§ **YOUR GOAL**: From the top of the records below, return each line exactly, ending with the line that contains "a pipeline without".

§ **MATERIAL FOR THIS EXERCISE**:
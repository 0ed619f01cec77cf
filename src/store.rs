//! Attribute store operations on a carrier's private attribute slot.
//!
//! Readers borrow the carrier; mutators take it by value and return the
//! updated carrier, so a carrier can be threaded through a pipeline without
//! shared mutable state. Every mutator initializes the slot on first use.
//!
//! # Examples
//!
//! ```
//! use request_locale::{store, Conn};
//!
//! let conn = Conn::new("req-1");
//! assert!(store::get(&conn).is_empty());
//!
//! let conn = store::put(conn, "region", "CH");
//! let conn = store::merge(conn, [("locale", "de-CH"), ("language", "de")]);
//!
//! assert_eq!(store::get_key(&conn, "region").and_then(|v| v.as_str()), Some("CH"));
//! assert_eq!(store::get(&conn).len(), 3);
//! ```

use serde_json::Value;

use crate::attrs::Attrs;
use crate::carrier::Carrier;
use crate::error::{Error, MissingAttribute};

static EMPTY: Attrs = Attrs::new();

/// Returns the full attribute map, or an empty map if the carrier has not
/// been localized yet.
pub fn get<C: Carrier>(carrier: &C) -> &Attrs {
    carrier.private().attrs().unwrap_or(&EMPTY)
}

/// Returns the value stored under `key`.
pub fn get_key<'a, C: Carrier>(carrier: &'a C, key: &str) -> Option<&'a Value> {
    get(carrier).get(key)
}

/// Returns the value stored under `key`, or `default` when absent.
///
/// Pass `Value::Null` for the conventional "nil" default.
pub fn get_or<C: Carrier>(carrier: &C, key: &str, default: Value) -> Value {
    get_key(carrier, key).cloned().unwrap_or(default)
}

/// Returns the value stored under `key`, failing if it is absent.
///
/// Use this only where earlier resolution guarantees the key exists; a
/// missing key indicates a pipeline or configuration mistake.
///
/// # Errors
///
/// Returns [`Error::MissingAttribute`] carrying `key` and a snapshot of the
/// current attributes.
///
/// # Examples
///
/// ```
/// use request_locale::{store, Conn, Error};
///
/// let conn = store::put(Conn::new("req-1"), "locale", "fr");
/// assert_eq!(store::fetch(&conn, "locale").unwrap(), "fr");
///
/// let Err(Error::MissingAttribute(err)) = store::fetch(&conn, "region") else {
///     panic!("region should be missing");
/// };
/// assert_eq!(err.key(), "region");
/// assert!(err.attrs().unwrap().contains_key("locale"));
/// ```
pub fn fetch<'a, C: Carrier>(carrier: &'a C, key: &str) -> Result<&'a Value, Error> {
    let attrs = get(carrier);
    attrs
        .get(key)
        .ok_or_else(|| MissingAttribute::new(key, attrs.clone()).into())
}

/// Like [`fetch`], but the error carries `message` instead of a snapshot.
///
/// # Errors
///
/// Returns [`Error::MissingAttribute`] carrying `key` and `message`.
pub fn fetch_with<'a, C: Carrier>(
    carrier: &'a C,
    key: &str,
    message: impl Into<String>,
) -> Result<&'a Value, Error> {
    get(carrier)
        .get(key)
        .ok_or_else(|| MissingAttribute::with_message(key, message).into())
}

/// Replaces the whole attribute map.
pub fn put_all<C: Carrier>(mut carrier: C, attrs: Attrs) -> C {
    carrier.private_mut().replace_attrs(attrs);
    carrier
}

/// Sets a single attribute, preserving the others.
pub fn put<C: Carrier>(mut carrier: C, key: impl Into<String>, value: impl Into<Value>) -> C {
    carrier.private_mut().attrs_mut().insert(key, value);
    carrier
}

/// Puts every pair in order; later pairs win when keys repeat.
///
/// Accepts any iterator of pairs, so a `Vec` of tuples, an [`Attrs`] or a
/// `BTreeMap` produce the same result for the same entries.
pub fn merge<C, I, K, V>(mut carrier: C, pairs: I) -> C
where
    C: Carrier,
    I: IntoIterator<Item = (K, V)>,
    K: Into<String>,
    V: Into<Value>,
{
    carrier.private_mut().attrs_mut().extend(pairs);
    carrier
}

/// Replaces the whole map with the pairs returned by `f`.
///
/// `f` receives the current map and may return any pair iterator, which
/// makes bulk filtering and transformation straightforward.
///
/// # Examples
///
/// ```
/// use request_locale::{is_private, store, Conn};
///
/// let conn = store::merge(Conn::new("req-1"), [("locale", "en"), ("__probe", "x")]);
/// let conn = store::update_all(conn, |attrs| attrs.into_iter().filter(|(k, _)| !is_private(k)));
///
/// assert_eq!(store::get(&conn).len(), 1);
/// ```
pub fn update_all<C, F, I, K, V>(mut carrier: C, f: F) -> C
where
    C: Carrier,
    F: FnOnce(Attrs) -> I,
    I: IntoIterator<Item = (K, V)>,
    K: Into<String>,
    V: Into<Value>,
{
    let current = carrier.private_mut().attrs_mut().clone();
    let next: Attrs = f(current).into_iter().collect();
    carrier.private_mut().replace_attrs(next);
    carrier
}

/// Replaces the value under `key` with `f(current)`.
///
/// `f` receives `Value::Null` when the key is absent.
pub fn update<C, F, V>(mut carrier: C, key: &str, f: F) -> C
where
    C: Carrier,
    F: FnOnce(Value) -> V,
    V: Into<Value>,
{
    let attrs = carrier.private_mut().attrs_mut();
    let current = attrs.remove(key).unwrap_or(Value::Null);
    attrs.insert(key, f(current));
    carrier
}

#[cfg(test)]
mod tests {
    use super::*;
    use crate::attrs::is_private;
    use crate::conn::Conn;
    use crate::socket::Socket;
    use serde_json::json;
    use std::collections::BTreeMap;

    #[test]
    fn get_on_unlocalized_carrier_is_empty() {
        let conn = Conn::new("req-1");
        assert!(get(&conn).is_empty());
        assert!(conn.private().attrs().is_none());
    }

    #[test]
    fn put_then_get_preserves_other_keys() {
        let conn = put(Conn::new("req-1"), "locale", "de");
        let conn = put(conn, "region", "CH");

        assert_eq!(get_key(&conn, "region"), Some(&json!("CH")));
        assert_eq!(get_key(&conn, "locale"), Some(&json!("de")));
    }

    #[test]
    fn get_or_returns_default_when_absent() {
        let conn = Conn::new("req-1");
        assert_eq!(get_or(&conn, "locale", Value::Null), Value::Null);
        assert_eq!(get_or(&conn, "locale", json!("en")), json!("en"));
    }

    #[test]
    fn put_keeps_private_siblings() {
        let mut conn = Conn::new("req-1");
        conn.private_mut().insert("csrf_token", "t0k3n");

        let conn = put(conn, "locale", "fr");

        assert_eq!(conn.private().get("csrf_token"), Some(&json!("t0k3n")));
    }

    #[test]
    fn put_all_replaces_everything() {
        let conn = merge(Conn::new("req-1"), [("locale", "fr"), ("region", "FR")]);
        let conn = put_all(conn, [("language", "fr")].into_iter().collect());

        assert_eq!(get(&conn).len(), 1);
        assert!(get_key(&conn, "region").is_none());
    }

    #[test]
    fn merge_list_and_map_agree() {
        let pairs = vec![("locale", "it-CH"), ("region", "CH")];
        let map: BTreeMap<String, Value> = pairs
            .iter()
            .map(|(k, v)| (k.to_string(), json!(v)))
            .collect();

        let from_list = merge(Conn::new("req-1"), pairs);
        let from_map = merge(Conn::new("req-1"), map);

        assert_eq!(get(&from_list), get(&from_map));
    }

    #[test]
    fn merge_later_pairs_win() {
        let conn = merge(Conn::new("req-1"), [("locale", "en"), ("locale", "cy")]);
        assert_eq!(get_key(&conn, "locale"), Some(&json!("cy")));
    }

    #[test]
    fn fetch_reports_missing_key_with_snapshot() {
        let conn = put(Conn::new("req-1"), "locale", "sv");

        let err = fetch(&conn, "region").unwrap_err();
        let Error::MissingAttribute(missing) = err;
        assert_eq!(missing.key(), "region");
        assert_eq!(missing.attrs().and_then(|a| a.get_str("locale")), Some("sv"));
    }

    #[test]
    fn fetch_with_surfaces_custom_message() {
        let conn = Conn::new("req-1");

        let err = fetch_with(&conn, "locale", "locale plug must run first").unwrap_err();
        assert_eq!(err.to_string(), "locale plug must run first");
    }

    #[test]
    fn update_all_can_filter() {
        let conn = merge(
            Conn::new("req-1"),
            [("locale", "en"), ("__internal", "x"), ("region", "GB")],
        );

        let conn = update_all(conn, |attrs| {
            attrs.into_iter().filter(|(k, _)| !is_private(k))
        });

        assert_eq!(get(&conn).len(), 2);
        assert!(get_key(&conn, "__internal").is_none());
    }

    #[test]
    fn update_transforms_a_single_value() {
        let conn = put(Conn::new("req-1"), "region", "ch");
        let conn = update(conn, "region", |v| {
            v.as_str().map(str::to_uppercase).unwrap_or_default()
        });

        assert_eq!(get_key(&conn, "region"), Some(&json!("CH")));
    }

    #[test]
    fn update_sees_null_for_missing_key() {
        let conn = update(Conn::new("req-1"), "counter", |v| {
            v.as_i64().unwrap_or(0) + 1
        });
        assert_eq!(get_key(&conn, "counter"), Some(&json!(1)));
    }

    #[test]
    fn store_works_on_sockets() {
        let socket = Socket::mount("sock-1", Default::default());
        let socket = put(socket, "locale", "ja");
        assert_eq!(fetch(&socket, "locale").unwrap(), &json!("ja"));
    }
}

§ **OUTPUT FOR THIS TASK**:
repository 0ed619f01cec77cf
filename src/store.rs
//! Attribute store operations on a carrier's private attribute slot.
//!
//! Readers borrow the carrier; mutators take it by value and return the
//! updated carrier, so a carrier can be threaded through a pipeline without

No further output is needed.